Constraints

Date last modified: 05 February, 2007

Many M359 students find constraints one of the most difficult subjects covered on the course.
Here I try to pinpoint the specific causes of difficulty and address each one separately.
I assume you have studied the Block 2 material on the subject.
I reference the University conceptual data model.

Here are what I perceive to be common causes of difficulty—decide which ones apply to you and in each case follow the link to see what I have to say about it:

not sure what is really meant by the term "constraint", in an E-R model
not sure what is really meant by the term "constraint", in a relational design
in an E-R diagram, not sure what a "blob" (as opposed to a circle) really means
don't understand how foreign keys relate to the E-R model
don't understand how alternate keys relate to the E-R model
not sure in which relation to "post" a foreign key
don't understand "relation for relationship"
don't understand how to represent blobs in the E-R diagram as constraints in the relational model
don't understand constraint ... is empty expressions at all
understand constraint ... is empty expressions, but have great difficulty writing the relational algebra expression that goes in between constraint and is empty

Constraints on an E-R model

A constraint in general is an expression of a rule that restricts what is permissible. An E-R model is a representation of an enterprise. A constraint on an E-R model expresses a rule representing some restriction on what is permissible in that enterprise.

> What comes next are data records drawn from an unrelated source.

//! Permissive CORS for browser dashboards and devices alike.
//!
//! `OPTIONS` requests are answered here with an empty 200, before
//! authorization runs; all other responses get the same headers appended.

use axum::{
    extract::Request,
    http::{
        header::{
            ACCESS_CONTROL_ALLOW_HEADERS, ACCESS_CONTROL_ALLOW_METHODS,
            ACCESS_CONTROL_ALLOW_ORIGIN,
        },
        HeaderMap, HeaderValue, Method, StatusCode,
    },
    middleware::Next,
    response::{IntoResponse, Response},
};

const ALLOW_ORIGIN: &str = "*";
const ALLOW_METHODS: &str = "GET, POST, OPTIONS";
const ALLOW_HEADERS: &str = "Content-Type, Authorization";

// ---

pub(super) async fn cors(request: Request, next: Next) -> Response {
    // ---
    let mut response = if request.method() == Method::OPTIONS {
        tracing::debug!("Preflight for {}", request.uri().path());
        StatusCode::OK.into_response()
    } else {
        next.run(request).await
    };

    apply_cors_headers(response.headers_mut());
    response
}

fn apply_cors_headers(headers: &mut HeaderMap) {
    headers.insert(ACCESS_CONTROL_ALLOW_ORIGIN, HeaderValue::from_static(ALLOW_ORIGIN));
    headers.insert(ACCESS_CONTROL_ALLOW_METHODS, HeaderValue::from_static(ALLOW_METHODS));
    headers.insert(ACCESS_CONTROL_ALLOW_HEADERS, HeaderValue::from_static(ALLOW_HEADERS));
}
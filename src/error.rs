//! Request-level error taxonomy and its JSON envelope.
//!
//! Every failure is converted to a response at the router boundary; handlers
//! just return `Result<_, ApiError>`.

use axum::{
    http::StatusCode,
    response::{IntoResponse, Response},
    Json,
};
use serde::Serialize;
use thiserror::Error;

// ---

#[derive(Debug, Error)]
pub enum ApiError {
    #[error("Unauthorized")]
    Unauthorized,

    #[error("Missing required fields")]
    MissingFields,

    #[error("Invalid request body: {0}")]
    InvalidBody(String),

    #[error("Invalid device id: {0}")]
    InvalidDevice(String),

    #[error("Not found")]
    NotFound,

    #[error("Internal server error: {0}")]
    Internal(#[from] sqlx::Error),
}

#[derive(Serialize)]
struct ErrorBody {
    error: &'static str,
    #[serde(skip_serializing_if = "Option::is_none")]
    message: Option<String>,
}

impl ApiError {
    // ---
    pub fn status(&self) -> StatusCode {
        match self {
            ApiError::Unauthorized => StatusCode::UNAUTHORIZED,
            ApiError::MissingFields | ApiError::InvalidBody(_) | ApiError::InvalidDevice(_) => {
                StatusCode::BAD_REQUEST
            }
            ApiError::NotFound => StatusCode::NOT_FOUND,
            ApiError::Internal(_) => StatusCode::INTERNAL_SERVER_ERROR,
        }
    }

    fn body(&self) -> ErrorBody {
        // ---
        match self {
            ApiError::Unauthorized => ErrorBody {
                error: "Unauthorized",
                message: None,
            },
            ApiError::MissingFields => ErrorBody {
                error: "Missing required fields",
                message: None,
            },
            ApiError::InvalidBody(detail) => ErrorBody {
                error: "Invalid request body",
                message: Some(detail.clone()),
            },
            ApiError::InvalidDevice(detail) => ErrorBody {
                error: "Invalid device id",
                message: Some(detail.clone()),
            },
            ApiError::NotFound => ErrorBody {
                error: "Not found",
                message: None,
            },
            // Trusted-device integration: the storage failure is surfaced as-is.
            ApiError::Internal(e) => ErrorBody {
                error: "Internal server error",
                message: Some(e.to_string()),
            },
        }
    }
}

impl IntoResponse for ApiError {
    fn into_response(self) -> Response {
        // ---
        if let ApiError::Internal(e) = &self {
            tracing::error!("Request failed: {}", e);
        }
        (self.status(), Json(self.body())).into_response()
    }
}
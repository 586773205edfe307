//! Sensor reading ingestion service.
//!
//! Devices POST readings keyed by their MAC address; each device gets its own
//! table (`device_<hex>`), created lazily on the first reading and reused
//! afterwards. The crate follows the Explicit Module Boundary Pattern (EMBP):
//! sibling modules only reach each other through the re-exports below.

mod config;
mod error;
mod ingest;
mod models;
mod namespace;
mod routes;
mod schema;

pub use config::{load_from_env, Config};
pub use error::ApiError;
pub use ingest::{connect_pool, ingest};
pub use models::{IngestRequest, ReadingRow, SensorPayload, UNKNOWN_DEVICE_NAME};
pub use namespace::DeviceNamespace;
pub use routes::router;
pub use schema::{ensure_device_table, ensure_timestamp_index};
//! Configuration loader for the `sensor-ingest` service.
//!
//! All runtime settings are read from environment variables (the caller may
//! load a `.env` file first). The resulting [`Config`] is passed explicitly
//! into the router; nothing else in the crate calls `env::var`.
use std::{env, net::SocketAddr, time::Duration};

use anyhow::{anyhow, Result};

/// Parse an optional integer environment variable with a default value.
macro_rules! parse_env_u32 {
    ($var_name:expr, $default:expr) => {
        env::var($var_name)
            .ok()
            .map(|v| v.parse::<u32>())
            .transpose()
            .map_err(|e| anyhow!("Invalid {}: {}", $var_name, e))?
            .unwrap_or($default)
    };
}

/// Parse a required string environment variable.
macro_rules! require_env {
    ($var_name:expr) => {
        env::var($var_name)
            .map_err(|_| anyhow!("{} must be set in .env or environment", $var_name))?
    };
}

const DEFAULT_DATABASE_URL: &str = "sqlite://sensor-data.db";
const DEFAULT_BIND_ADDR: &str = "0.0.0.0:8080";

/// Strongly typed application configuration.
#[derive(Debug, Clone)]
pub struct Config {
    // ---
    /// SQLite connection string.
    pub db_url: String,

    /// Maximum number of database connections in the pool.
    pub db_pool_max: u32,

    /// How long a connection waits on a locked database before failing.
    pub db_busy_timeout: Duration,

    /// Shared secret every non-preflight request must present verbatim in
    /// its `Authorization` header.
    pub api_token: String,

    /// Address the HTTP listener binds to.
    pub bind_addr: SocketAddr,
}

/// Load configuration from environment variables with defaults.
///
/// Required:
/// - `API_TOKEN` – shared authorization secret
///
/// Optional:
/// - `DATABASE_URL` – SQLite connection string (default: `sqlite://sensor-data.db`)
/// - `DB_POOL_MAX` – max DB connections (default: 5)
/// - `DB_BUSY_TIMEOUT_SECS` – SQLite busy timeout (default: 5)
/// - `BIND_ADDR` – listen address (default: `0.0.0.0:8080`)
pub fn load_from_env() -> Result<Config> {
    // ---
    let api_token = require_env!("API_TOKEN");
    if api_token.is_empty() {
        return Err(anyhow!("API_TOKEN must not be empty"));
    }

    let db_url = env::var("DATABASE_URL").unwrap_or_else(|_| DEFAULT_DATABASE_URL.to_string());
    let db_pool_max = parse_env_u32!("DB_POOL_MAX", 5);
    let busy_secs = parse_env_u32!("DB_BUSY_TIMEOUT_SECS", 5);

    let bind_addr = env::var("BIND_ADDR")
        .unwrap_or_else(|_| DEFAULT_BIND_ADDR.to_string())
        .parse::<SocketAddr>()
        .map_err(|e| anyhow!("Invalid BIND_ADDR: {}", e))?;

    Ok(Config {
        db_url,
        db_pool_max,
        db_busy_timeout: Duration::from_secs(u64::from(busy_secs)),
        api_token,
        bind_addr,
    })
}

impl Config {
    /// Log the loaded configuration, with the API token masked.
    pub fn log_config(&self) {
        // ---
        tracing::info!("Configuration loaded:");
        tracing::info!("  DATABASE_URL         : {}", self.db_url);
        tracing::info!("  DB_POOL_MAX          : {}", self.db_pool_max);
        tracing::info!("  DB_BUSY_TIMEOUT_SECS : {}", self.db_busy_timeout.as_secs());
        tracing::info!("  API_TOKEN            : {}", mask_secret(&self.api_token));
        tracing::info!("  BIND_ADDR            : {}", self.bind_addr);
    }
}

/// Keep the first two characters of a secret so operators can tell tokens
/// apart in logs without revealing them.
fn mask_secret(secret: &str) -> String {
    // ---
    let visible: String = secret.chars().take(2).collect();
    if secret.chars().count() <= 4 {
        "****".to_string()
    } else {
        format!("{visible}****")
    }
}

In general, a constraint on an E-R model can be expressed by writing an entry in the section headed Additional Constraints. The entry should consist of a single, precise sentence, clearly referencing entity types and relationships shown in the diagram, such as:

A student who is enrolled on course c must have successfully taken all the prerequisite courses for c.
The tutor assigned to an enrolment must be in the same region as the enrolled student.
The submission date of ab assignment other than the first must be later than that of the immediately preceding assignment on the same course.

However, some constraints should not be expressed this way, because they can be expressed more simply, more clearly and more precisely by use of special notation in the diagram or the Entity Types section. Examples:

No two students can have the same student identifier. Instead, underline the StudentId attribute of entity type Student.
No two enrolments can be for the same student on the same course. Instead, underline the StudentId and CourseCode attributes of entity type Enrolment.
A single enrolment cannot involve more than one student. Instead, omit the crow's foot at the Student end of the EnrolledIn relationship line connecting Student and Enrolment.
A single enrolment cannot be on more than one course. Instead, omit the crow's foot at the Course end of the StudiedBy relationship line connecting Course and Enrolment.
Every enrolment must involve a student. Instead, put a blob at the Enrolment end of the EnrolledIn relationship line connecting Student and Enrolment.
Every enrolment must be on some course. Instead, put a blob at the Enrolment end of the StudiedBy relationship line connecting Course and Enrolment.
Every overseas student is a student. Instead, draw entity type boxes for OverseasStudent and DomesticStudent inside the entity type box for Student. (Always remember to draw at least two "subtype" boxes if you draw any at all. If you drew just the OverseasStudent box inside Student, you would be saying, pointlessly, that every student is an overseas student.)

What a blob means

A relationship line between two entity types in an E-R diagram means that the model admits that it is meaningful to talk about the possibility that an entity of one of those types is related to an entity of the other type in a certain specific way. A blob at an end of that line simply indicates that, in fact, every entity of the type at that end does participate in that relationship with at least one entity of the other type.

For example, consider the entity types Course and Staff, connected by the line labelled TelephoneTutoredBy. That line has a blob at the Course end and a circle at the Staff end. The blob at the Course end indicates that every course is telephone-tutored by some member of staff. The circle at the Staff end, on the other hand, means that it is permissible for some member of staff to exist that does not telephone-tutor on any course.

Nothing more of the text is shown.